2329 Recurrent Hepatic Sarcoidosis in Post-Liver Transplant

Abstract

INTRODUCTION: Sarcoidosis is a systemic disease that is characterized by presence of non-caseating granulomas which can affect multiple organ systems which include lungs, eyes and skin. Involvement of the liver is common in sarcoidosis but typically patients are asymptomatic and as a result underdiagnosed. Abnormalities of liver enzymes is seen only in thirty five percent of patients. Only one percent of these patients will progress to end stage liver disease requiring orthotopic liver transplant (OLT). This is a unique case of recurrent sarcoidosis in a patient who was compliant with anti-rejection immunosuppressive medication and had a recurrent flare of sarcoidosis in the liver fou years after transplant.

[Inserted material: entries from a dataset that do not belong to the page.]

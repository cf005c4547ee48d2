use crate::utils::error::{BookingError, Result};
use regex::Regex;
use std::sync::LazyLock;
use url::Url;

static EMAIL_RE: LazyLock<Regex> =
    LazyLock::new(|| Regex::new(r"^[^\s@]+@[^\s@]+\.[^\s@]+$").expect("email pattern"));

static PHONE_RE: LazyLock<Regex> =
    LazyLock::new(|| Regex::new(r"^\+?[0-9\s\-()]{10,}$").expect("phone pattern"));

pub trait Validate {
    fn validate(&self) -> Result<()>;
}

/// Loose shape check only; no DNS or deliverability lookups.
pub fn is_valid_email(value: &str) -> bool {
    EMAIL_RE.is_match(value)
}

/// Optional leading `+`, then ten or more digits, spaces, hyphens or parentheses.
pub fn is_valid_phone(value: &str) -> bool {
    PHONE_RE.is_match(value)
}

pub fn validate_url(field_name: &str, url_str: &str) -> Result<()> {
    if url_str.is_empty() {
        return Err(BookingError::InvalidConfigValueError {
            field: field_name.to_string(),
            value: url_str.to_string(),
            reason: "URL cannot be empty".to_string(),
        });
    }

    match Url::parse(url_str) {
        Ok(url) => match url.scheme() {
            "http" | "https" => Ok(()),
            scheme => Err(BookingError::InvalidConfigValueError {
                field: field_name.to_string(),
                value: url_str.to_string(),
                reason: format!("Unsupported URL scheme: {}", scheme),
            }),
        },
        Err(e) => Err(BookingError::InvalidConfigValueError {
            field: field_name.to_string(),
            value: url_str.to_string(),
            reason: format!("Invalid URL format: {}", e),
        }),
    }
}

pub fn validate_path(field_name: &str, path: &str) -> Result<()> {
    if path.is_empty() {
        return Err(BookingError::InvalidConfigValueError {
            field: field_name.to_string(),
            value: path.to_string(),
            reason: "Path cannot be empty".to_string(),
        });
    }

    if path.contains('\0') {
        return Err(BookingError::InvalidConfigValueError {
            field: field_name.to_string(),
            value: path.to_string(),
            reason: "Path contains null bytes".to_string(),
        });
    }

    Ok(())
}

pub fn validate_non_empty_string(field_name: &str, value: &str) -> Result<()> {
    if value.trim().is_empty() {
        return Err(BookingError::InvalidConfigValueError {
            field: field_name.to_string(),
            value: value.to_string(),
            reason: "Value cannot be empty or whitespace-only".to_string(),
        });
    }
    Ok(())
}

pub fn validate_range<T: PartialOrd + std::fmt::Display + Copy>(
    field_name: &str,
    value: T,
    min: T,
    max: T,
) -> Result<()> {
    if value < min || value > max {
        return Err(BookingError::InvalidConfigValueError {
            field: field_name.to_string(),
            value: value.to_string(),
            reason: format!("Value must be between {} and {}", min, max),
        });
    }
    Ok(())
}

#[cfg(test)]
mod tests {
    use super::*;

    #[test]
    fn test_email_shapes() {
        assert!(is_valid_email("a@b.c"));
        assert!(is_valid_email("lorena.dipasquale@studio.it"));
        assert!(!is_valid_email("abc"));
        assert!(!is_valid_email("a@b"));
        assert!(!is_valid_email("a.b@c"));
        assert!(!is_valid_email("a b@c.d"));
        assert!(!is_valid_email("a@@b.c"));
    }

    #[test]
    fn test_phone_shapes() {
        assert!(is_valid_phone("+39 333 1234567"));
        assert!(is_valid_phone("(06) 123-45678"));
        assert!(is_valid_phone("3331234567"));
        assert!(!is_valid_phone("123"));
        assert!(!is_valid_phone("++39 333 1234567"));
        assert!(!is_valid_phone("333 123 456a"));
    }

    #[test]
    fn test_validate_url() {
        assert!(validate_url("relay.endpoint", "https://formspree.io/f/abc").is_ok());
        assert!(validate_url("relay.endpoint", "http://localhost:8080").is_ok());
        assert!(validate_url("relay.endpoint", "").is_err());
        assert!(validate_url("relay.endpoint", "invalid-url").is_err());
        assert!(validate_url("relay.endpoint", "ftp://example.com").is_err());
    }

    #[test]
    fn test_validate_range() {
        assert!(validate_range("relay.timeout_seconds", 30, 1, 120).is_ok());
        assert!(validate_range("relay.timeout_seconds", 0, 1, 120).is_err());
    }
}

CASE DESCRIPTION/METHODS: We present a case of a 59-year-old African American lady with medical history remarkable for DM2, psoriasis, and systemic sarcoidosis s/p OLT 4 years ago for hepatic sarcoidosis presented to the emergency department for increasing abdominal pain. She is complaint with her immunosuppressive medications, which included prednisone, tacrolimus and mycophenolate. Work-up showed hypercalcemia, which prompted imaging. Imaging showed typical changes for systemic sarcoidosis consistent with retroperitoneal and pelvic adenopathy. A liver biopsy was prompted which showed both cirrhosis and granuloma formation consistent with sarcoidosis. She was discharged with a significant increase in immunosuppressive medications especially her prednisone after an appropriate response in her liver chemistries. She follows with hepatology clinic for long-term care of her liver sarcoidosis. DISCUSSION: This is a unique case of recurrent sarcoidosis in a patient who was compliant with medication including steroids and had a recurrent flare of sarcoidosis in the liver 4 years after OLT. According to our review of literature there has only been a handful of cases of hepatic sarcoidosis following OLT. Most of these reports involved the recurrence of sarcoidosis within 8 months and up to 5 years ,but most of them had early cessation of steroids. Recurrent hepatic sarcoidosis is a rare occurrence which likely under diagnosed. Future studies implementing protocol liver biopsies in this population could lead to the discovery of the true prevalence along with further insights into the prevention of recurrent disease long-term.